Bush, a Master of War masquerading as a president, gave a speech devoid of any real plan, or for that matter any logical argument for his position. His speechwriter must be Jerry Seinfeld, for it was truly a speech about nothing, or certainly one containing no discernable substance.

Bush, Karl Rove and company seem to think they can turn things around with the mantra “9/11, terrorists, stay the course, support our brave men and women in uniform” repeated over and over.

According to NBC News, Bush mentioned 9/11 five times in the speech, and I’m sure they lost count of the number of times he said “terrorists.”

Retired Marine Corps General Bernard Trainor, giving post-speech analysis on PBS, correctly criticized Bush for conflating 9/11, terrorism and the insurgency in Iraq. The resistance in Iraq is mostly homegrown, and while nobody condones car bombings and acts of violence targeting civilians, the insurgents are resisting an illegal occupation of their country.

Of course, Bush has no choice but to try to equate the Iraqi armed resistance with al-Qaida and 9/11, because he needs to divert attention from the fact that his policies in Iraq are a dismal failure, as Americans see on their television screens every night.

The Bush administration and its supporters are increasingly desperate, and they are using the troops on the ground in Iraq as hostages. Republican Senator John Warner, interviewed on NBC News after Bush’s speech, raised the specter of low troop morale because of dissension at home, and urged members of Congress to stifle their talk of “quagmire” and criticism of the war.

We who oppose the war have not betrayed our troops in any way. We did not send them, illegally, into a war based on lies, with inadequate equipment, with no post-war plan whatsoever. We did not try to cut the benefits they will need when they come home with all kinds of physical and psychological needs. No, we who oppose Bush’s quagmire support the troops by working to get them home to the warm embrace of their families as soon as possible.

While he did not say so in his speech, it has been reported that the Bush administration feels vulnerable to charges that, if the U.S. withdraws from Iraq, the deaths of over 1,700 of our military personnel will have been in vain.

So evidently, this argument goes, we must stay the course — killing more Iraqis, with more Americans being killed.

This “reasoning” might prompt Bob Dylan to ask of Bush, “How many deaths will it take till he knows that too many people have died?”

For this president, there is no answer to that question, blowin’ in the wind or anywhere else. There is only the political need to stay the course, ensuring more death, destruction and chaos.

However, just because Bush’s aura of invincibility on national security issues has been pierced does not in any way mean the war in Iraq will end soon, or that he won’t threaten Syria, Iran or North Korea. The peace movement, backed by solid public support and growing congressional allies, must redouble our efforts to end the war, bring the troops home, and return some sanity to U.S. foreign policy.
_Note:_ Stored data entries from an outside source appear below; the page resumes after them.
//! Library error types.

use thiserror::Error;

/// Errors raised while wiring the layer and its control.
///
/// Everything past construction degrades silently (hidden accuracy circle,
/// center-only camera, ignored double start) and never produces an error.
#[derive(Debug, Error, Clone, PartialEq)]
pub enum GeolocationError {
    /// A layer option is out of range.
    #[error("Invalid option {field}: {reason}")]
    InvalidOption { field: &'static str, reason: String },

    /// The host map reports unusable properties.
    #[error("Invalid host map: {0}")]
    InvalidHost(String),

    /// The control is already attached to a map.
    #[error("Control is already attached to a map")]
    ControlAlreadyAttached,

    /// The control is not attached to this map.
    #[error("Control is not attached to this map")]
    ControlNotAttached,
}

impl GeolocationError {
    pub(crate) fn invalid_option(field: &'static str, reason: impl Into<String>) -> Self {
        GeolocationError::InvalidOption {
            field,
            reason: reason.into(),
        }
    }
}
//! Camera controller
//!
//! Computes the camera transform that keeps the position in view while
//! tracking.
//!
//! # Auto-zoom
//!
//! ```text
//! Disabled      → center on position, keep zoom
//! FixedPadding  → fit accuracy bounds, padding schedule from padding_px
//! Adaptive      → only when the viewport spans > 16× or < 2× the accuracy:
//!                 fit accuracy bounds, padding schedule from
//!                 min(width, height) · 0.5 · percentage / 100
//! ```
//!
//! The padding schedule halves the padding after every failed fit and stops
//! once it falls to [`PADDING_FLOOR`], falling back to a center-only camera.

use tracing::{debug, warn};

use crate::config::{AutoZoom, LayerOptions};
use crate::geo::meters_per_pixel;
use crate::host::{CameraOptions, CameraTransform, FloorOverlay, HostMap};
use crate::position::Position;

/// Padding (px) at or below which the fit loop gives up.
pub const PADDING_FLOOR: f64 = 1.0;

/// The viewport spanning more than this many accuracy radii triggers a refit.
const ADAPTIVE_ZOOM_OUT_FACTOR: f64 = 16.0;

/// The viewport spanning fewer than this many accuracy radii triggers a refit.
const ADAPTIVE_ZOOM_IN_FACTOR: f64 = 2.0;

/// Outcome of [`fit_with_padding_schedule`].
#[derive(Debug, Clone, PartialEq)]
pub struct PaddingFit<T> {
    /// The first successful fit, if any.
    pub fit: Option<T>,
    /// Number of fit attempts made.
    pub attempts: u32,
    /// Padding of the last attempt.
    pub last_padding: f64,
}

/// Runs `attempt` with a halving padding until it succeeds.
///
/// At least one attempt is always made. After a failure the padding is
/// halved and the loop continues while it stays above [`PADDING_FLOOR`], so
/// a starting padding `P > 1` costs at most `ceil(log2(P))` attempts.
pub fn fit_with_padding_schedule<T>(
    start_padding: f64,
    mut attempt: impl FnMut(f64) -> Option<T>,
) -> PaddingFit<T> {
    let mut padding = start_padding;
    let mut attempts = 0;

    loop {
        attempts += 1;
        let last_padding = padding;

        if let Some(fit) = attempt(padding) {
            return PaddingFit {
                fit: Some(fit),
                attempts,
                last_padding,
            };
        }

        padding /= 2.0;
        // Negated comparison also stops on NaN
        if !(padding > PADDING_FLOOR) {
            return PaddingFit {
                fit: None,
                attempts,
                last_padding,
            };
        }
    }
}

/// Frames the tracked position according to the layer options.
#[derive(Debug, Clone)]
pub struct CameraController {
    auto_zoom: AutoZoom,
    max_zoom: f64,
}

impl CameraController {
    /// Create a controller from layer options.
    pub fn new(options: &LayerOptions) -> Self {
        Self {
            auto_zoom: options.auto_zoom,
            max_zoom: options.max_zoom,
        }
    }

    /// Auto-zoom mode in use.
    pub fn auto_zoom(&self) -> AutoZoom {
        self.auto_zoom
    }

    /// Compute the transform framing `position`.
    ///
    /// Returns `None` while the map is moving; the caller then leaves the
    /// camera alone.
    pub fn frame(&self, position: &Position, host: &dyn HostMap) -> Option<CameraTransform> {
        if host.is_moving() {
            debug!("Map is moving, skipping re-center");
            return None;
        }

        let fitted = match self.auto_zoom {
            AutoZoom::Disabled => None,
            AutoZoom::FixedPadding { padding_px } => {
                let accuracy = position.accuracy.unwrap_or(0.0);
                self.fit_accuracy(position, accuracy, padding_px, host)
            }
            AutoZoom::Adaptive {
                padding_percentage,
                default_accuracy_m,
            } => {
                let accuracy = position.accuracy.unwrap_or(default_accuracy_m);
                let (width, height) = host.canvas_size();
                let span_m = width * meters_per_pixel(position.lat, host.zoom(), host.tile_size());

                if span_m > accuracy * ADAPTIVE_ZOOM_OUT_FACTOR
                    || span_m < accuracy * ADAPTIVE_ZOOM_IN_FACTOR
                {
                    let padding = width.min(height) * 0.5 * padding_percentage / 100.0;
                    self.fit_accuracy(position, accuracy, padding, host)
                } else {
                    debug!(span_m, accuracy, "Accuracy comfortably framed, keeping zoom");
                    None
                }
            }
        };

        Some(fitted.unwrap_or_else(|| CameraTransform::center_only(position.lng_lat())))
    }

    /// Frame `position`, jump there, and follow its floor.
    ///
    /// Returns `true` if the camera was moved.
    pub fn center(
        &self,
        position: &Position,
        host: &mut dyn HostMap,
        floor: Option<&mut dyn FloorOverlay>,
    ) -> bool {
        let Some(transform) = self.frame(position, host) else {
            return false;
        };

        host.jump_to(transform);

        if let (Some(overlay), Some(level)) = (floor, position.level) {
            if overlay.has_selected_map() && overlay.level() != Some(level) {
                debug!(level, "Switching floor to follow position");
                overlay.set_level(level);
            }
        }

        true
    }

    fn fit_accuracy(
        &self,
        position: &Position,
        accuracy_m: f64,
        start_padding: f64,
        host: &dyn HostMap,
    ) -> Option<CameraTransform> {
        let bounds = position.accuracy_bounds(accuracy_m);
        let bearing = host.bearing();

        let outcome = fit_with_padding_schedule(start_padding, |padding| {
            host.camera_for_bounds(
                bounds,
                &CameraOptions {
                    bearing,
                    max_zoom: self.max_zoom,
                    padding,
                },
            )
        });

        if outcome.fit.is_none() {
            warn!(
                attempts = outcome.attempts,
                last_padding = outcome.last_padding,
                "Accuracy bounds do not fit the viewport, centering only"
            );
        } else {
            debug!(
                attempts = outcome.attempts,
                padding = outcome.last_padding,
                "Fitted accuracy bounds"
            );
        }

        outcome.fit
    }
}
There is a growing consensus in this country that the U.S must get out of Iraq. The only two questions that matter are how quickly, and how completely? We’ve gotten bogged down quite a bit on the first question, with those who advocate an immediate end to the war being tagged as unrealistic “cut-and-runners.” Frankly, it is not our job to set a timetable for withdrawal; it is our job to continue to raise the demand to end the war as soon as possible, until that demand is politically irresistible.

Less attention has been paid to the “how completely” question; yet it is just as important. Completely means completely — no permanent U.S. bases or remnant troop or “advisor” presence in Iraq, no “embassy” with over 1,000 U.S. personnel (many of them CIA or other intelligence agents) forming a shadow government (a la Afghanistan), no control over Iraqi oil, no control over the reconstruction of the economy (though we must pay for it, and for reparations to the Iraqi people). In short, we must accept no U.S. imperial presence in Iraq.

We must continue to press Congress to demand an end to Bush’s quagmire, sometimes politely in meetings and with letters and telephone calls, other times upping the ante with nonviolent civil disobedience at congressional offices. We must make the Iraq war the defining issue of the 2006 congressional elections. Every candidate for House and Senate next year must be made to answer the question, “If you are elected, what are you going to do to get us out of Iraq as soon as possible?”

We must stage massive demonstrations for peace, and we must engage our neighbors, family and colleagues at work, school and places of worship in quiet conversation about ending the war. In sum, we must embrace a diversity of tactics and we must broaden our base of activism.